Assignment: Scan each line of the records for the word "Serialize" and extract the ones that have it.

▬▬▬▬▬▬▬▬▬▬

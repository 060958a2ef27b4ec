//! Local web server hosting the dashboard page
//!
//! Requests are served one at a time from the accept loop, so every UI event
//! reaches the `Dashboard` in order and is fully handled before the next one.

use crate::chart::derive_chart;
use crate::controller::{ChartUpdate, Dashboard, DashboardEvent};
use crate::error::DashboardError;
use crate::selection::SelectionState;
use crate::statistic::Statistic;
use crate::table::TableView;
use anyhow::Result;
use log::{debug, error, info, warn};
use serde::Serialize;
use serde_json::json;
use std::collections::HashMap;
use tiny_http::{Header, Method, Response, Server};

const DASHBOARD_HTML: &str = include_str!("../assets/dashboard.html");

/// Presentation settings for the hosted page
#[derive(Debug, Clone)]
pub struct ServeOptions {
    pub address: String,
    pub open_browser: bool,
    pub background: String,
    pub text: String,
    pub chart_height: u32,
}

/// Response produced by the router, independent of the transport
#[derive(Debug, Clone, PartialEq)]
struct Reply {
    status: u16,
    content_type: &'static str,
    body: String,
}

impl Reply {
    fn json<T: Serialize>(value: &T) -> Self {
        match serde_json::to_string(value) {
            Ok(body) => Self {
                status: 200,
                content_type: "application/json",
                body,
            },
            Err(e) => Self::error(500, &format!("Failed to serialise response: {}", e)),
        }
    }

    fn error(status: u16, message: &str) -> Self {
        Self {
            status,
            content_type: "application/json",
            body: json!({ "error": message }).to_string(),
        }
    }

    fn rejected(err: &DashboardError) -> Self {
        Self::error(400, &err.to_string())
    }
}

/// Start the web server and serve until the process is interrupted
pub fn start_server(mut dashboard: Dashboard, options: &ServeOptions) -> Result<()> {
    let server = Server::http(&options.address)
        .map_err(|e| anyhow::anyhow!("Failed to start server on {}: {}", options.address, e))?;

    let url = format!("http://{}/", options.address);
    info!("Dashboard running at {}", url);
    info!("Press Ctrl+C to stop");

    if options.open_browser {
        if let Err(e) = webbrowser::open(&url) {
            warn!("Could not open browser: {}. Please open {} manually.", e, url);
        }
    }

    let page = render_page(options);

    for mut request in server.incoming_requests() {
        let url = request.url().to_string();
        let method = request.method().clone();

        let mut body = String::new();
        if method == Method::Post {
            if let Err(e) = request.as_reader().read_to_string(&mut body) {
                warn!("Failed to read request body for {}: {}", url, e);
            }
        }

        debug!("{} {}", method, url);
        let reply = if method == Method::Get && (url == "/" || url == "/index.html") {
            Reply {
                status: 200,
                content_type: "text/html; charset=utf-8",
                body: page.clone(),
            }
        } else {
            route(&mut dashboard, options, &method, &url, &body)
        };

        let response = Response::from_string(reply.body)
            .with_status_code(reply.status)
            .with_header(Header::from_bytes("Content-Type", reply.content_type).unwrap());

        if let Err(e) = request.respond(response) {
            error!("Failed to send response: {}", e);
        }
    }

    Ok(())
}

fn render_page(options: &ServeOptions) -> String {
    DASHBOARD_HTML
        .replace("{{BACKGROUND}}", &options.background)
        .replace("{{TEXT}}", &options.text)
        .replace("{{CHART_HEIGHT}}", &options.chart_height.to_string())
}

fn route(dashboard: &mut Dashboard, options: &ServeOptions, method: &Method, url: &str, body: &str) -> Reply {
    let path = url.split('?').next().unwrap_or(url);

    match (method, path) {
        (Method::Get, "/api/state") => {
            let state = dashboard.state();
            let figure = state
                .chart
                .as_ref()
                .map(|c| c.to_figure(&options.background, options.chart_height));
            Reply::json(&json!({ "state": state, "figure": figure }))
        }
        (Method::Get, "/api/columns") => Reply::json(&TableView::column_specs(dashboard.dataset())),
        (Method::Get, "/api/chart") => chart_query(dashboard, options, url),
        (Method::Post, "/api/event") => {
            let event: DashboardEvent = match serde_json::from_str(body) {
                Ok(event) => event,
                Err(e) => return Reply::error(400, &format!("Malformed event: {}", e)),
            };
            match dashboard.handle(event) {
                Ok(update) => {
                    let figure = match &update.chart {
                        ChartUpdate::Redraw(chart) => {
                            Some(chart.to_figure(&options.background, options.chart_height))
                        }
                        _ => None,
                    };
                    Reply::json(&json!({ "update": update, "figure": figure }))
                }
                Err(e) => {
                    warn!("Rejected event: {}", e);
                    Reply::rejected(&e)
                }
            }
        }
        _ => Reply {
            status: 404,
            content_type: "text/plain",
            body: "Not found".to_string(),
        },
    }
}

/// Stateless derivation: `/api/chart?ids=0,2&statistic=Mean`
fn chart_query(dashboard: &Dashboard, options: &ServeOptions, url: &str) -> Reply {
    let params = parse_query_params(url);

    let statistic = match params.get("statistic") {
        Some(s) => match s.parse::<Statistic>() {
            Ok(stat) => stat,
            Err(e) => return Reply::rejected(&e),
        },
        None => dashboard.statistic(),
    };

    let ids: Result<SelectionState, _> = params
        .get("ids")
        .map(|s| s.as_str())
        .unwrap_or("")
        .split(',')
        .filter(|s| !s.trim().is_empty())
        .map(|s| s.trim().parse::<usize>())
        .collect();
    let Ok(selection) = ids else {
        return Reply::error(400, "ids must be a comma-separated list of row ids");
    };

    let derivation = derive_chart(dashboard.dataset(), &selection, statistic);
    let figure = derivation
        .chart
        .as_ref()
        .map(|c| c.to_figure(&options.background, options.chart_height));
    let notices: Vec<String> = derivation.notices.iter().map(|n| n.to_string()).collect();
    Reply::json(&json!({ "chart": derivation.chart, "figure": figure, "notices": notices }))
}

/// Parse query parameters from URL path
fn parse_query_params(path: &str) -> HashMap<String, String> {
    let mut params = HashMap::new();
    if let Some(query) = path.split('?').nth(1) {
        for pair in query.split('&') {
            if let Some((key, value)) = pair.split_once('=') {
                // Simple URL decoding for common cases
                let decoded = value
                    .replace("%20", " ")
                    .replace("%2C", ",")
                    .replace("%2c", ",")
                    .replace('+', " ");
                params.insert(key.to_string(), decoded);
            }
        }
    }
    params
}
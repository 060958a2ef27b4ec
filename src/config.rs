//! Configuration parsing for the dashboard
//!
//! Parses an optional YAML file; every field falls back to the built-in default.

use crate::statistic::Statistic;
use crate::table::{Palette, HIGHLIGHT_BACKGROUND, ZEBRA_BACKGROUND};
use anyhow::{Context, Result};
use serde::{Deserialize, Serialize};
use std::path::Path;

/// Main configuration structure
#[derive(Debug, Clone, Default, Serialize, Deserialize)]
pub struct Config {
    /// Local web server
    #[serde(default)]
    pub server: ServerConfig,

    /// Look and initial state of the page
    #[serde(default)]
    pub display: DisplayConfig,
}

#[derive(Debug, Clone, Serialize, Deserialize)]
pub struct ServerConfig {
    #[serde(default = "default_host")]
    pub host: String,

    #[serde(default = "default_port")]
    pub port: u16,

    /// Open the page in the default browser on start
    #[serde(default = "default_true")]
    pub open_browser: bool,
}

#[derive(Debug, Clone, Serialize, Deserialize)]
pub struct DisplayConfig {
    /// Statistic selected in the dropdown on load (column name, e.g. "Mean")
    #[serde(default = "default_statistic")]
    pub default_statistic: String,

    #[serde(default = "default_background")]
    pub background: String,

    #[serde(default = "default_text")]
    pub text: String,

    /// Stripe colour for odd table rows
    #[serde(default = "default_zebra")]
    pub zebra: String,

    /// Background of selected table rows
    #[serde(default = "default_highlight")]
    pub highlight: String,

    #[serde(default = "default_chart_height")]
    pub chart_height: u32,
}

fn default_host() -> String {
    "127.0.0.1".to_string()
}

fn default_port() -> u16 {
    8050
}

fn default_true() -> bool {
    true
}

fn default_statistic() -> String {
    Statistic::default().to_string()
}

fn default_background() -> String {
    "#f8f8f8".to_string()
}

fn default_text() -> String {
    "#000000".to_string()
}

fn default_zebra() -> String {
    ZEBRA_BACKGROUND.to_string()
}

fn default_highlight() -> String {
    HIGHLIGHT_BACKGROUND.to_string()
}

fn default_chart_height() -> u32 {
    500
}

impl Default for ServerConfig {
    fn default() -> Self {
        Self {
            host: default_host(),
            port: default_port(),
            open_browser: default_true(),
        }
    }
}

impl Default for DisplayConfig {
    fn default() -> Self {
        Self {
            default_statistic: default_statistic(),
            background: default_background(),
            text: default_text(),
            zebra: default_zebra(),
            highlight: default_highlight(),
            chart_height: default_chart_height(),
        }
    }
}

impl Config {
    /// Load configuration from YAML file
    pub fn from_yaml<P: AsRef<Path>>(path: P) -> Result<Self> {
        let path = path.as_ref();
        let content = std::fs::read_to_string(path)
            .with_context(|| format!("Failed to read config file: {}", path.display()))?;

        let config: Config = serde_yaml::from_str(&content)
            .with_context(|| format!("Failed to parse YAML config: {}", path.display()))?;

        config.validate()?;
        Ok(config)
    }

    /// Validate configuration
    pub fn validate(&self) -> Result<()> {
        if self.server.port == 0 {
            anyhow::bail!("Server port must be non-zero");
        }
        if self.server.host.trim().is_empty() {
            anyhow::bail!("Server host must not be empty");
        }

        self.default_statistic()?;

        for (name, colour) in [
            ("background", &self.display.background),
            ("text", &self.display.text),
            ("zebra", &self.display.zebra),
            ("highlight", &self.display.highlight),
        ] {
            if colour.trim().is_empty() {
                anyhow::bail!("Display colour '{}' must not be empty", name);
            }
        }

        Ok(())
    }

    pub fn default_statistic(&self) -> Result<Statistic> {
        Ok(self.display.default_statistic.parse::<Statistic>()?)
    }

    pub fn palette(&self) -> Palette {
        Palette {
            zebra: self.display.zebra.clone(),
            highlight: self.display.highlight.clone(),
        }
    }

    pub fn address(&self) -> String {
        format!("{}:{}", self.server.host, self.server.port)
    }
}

▬▬▬▬▬▬▬▬▬▬

Task answer:
use serde::Serialize;
    fn json<T: Serialize>(value: &T) -> Self {
use serde::{Deserialize, Serialize};
#[derive(Debug, Clone, Default, Serialize, Deserialize)]
#[derive(Debug, Clone, Serialize, Deserialize)]
#[derive(Debug, Clone, Serialize, Deserialize)]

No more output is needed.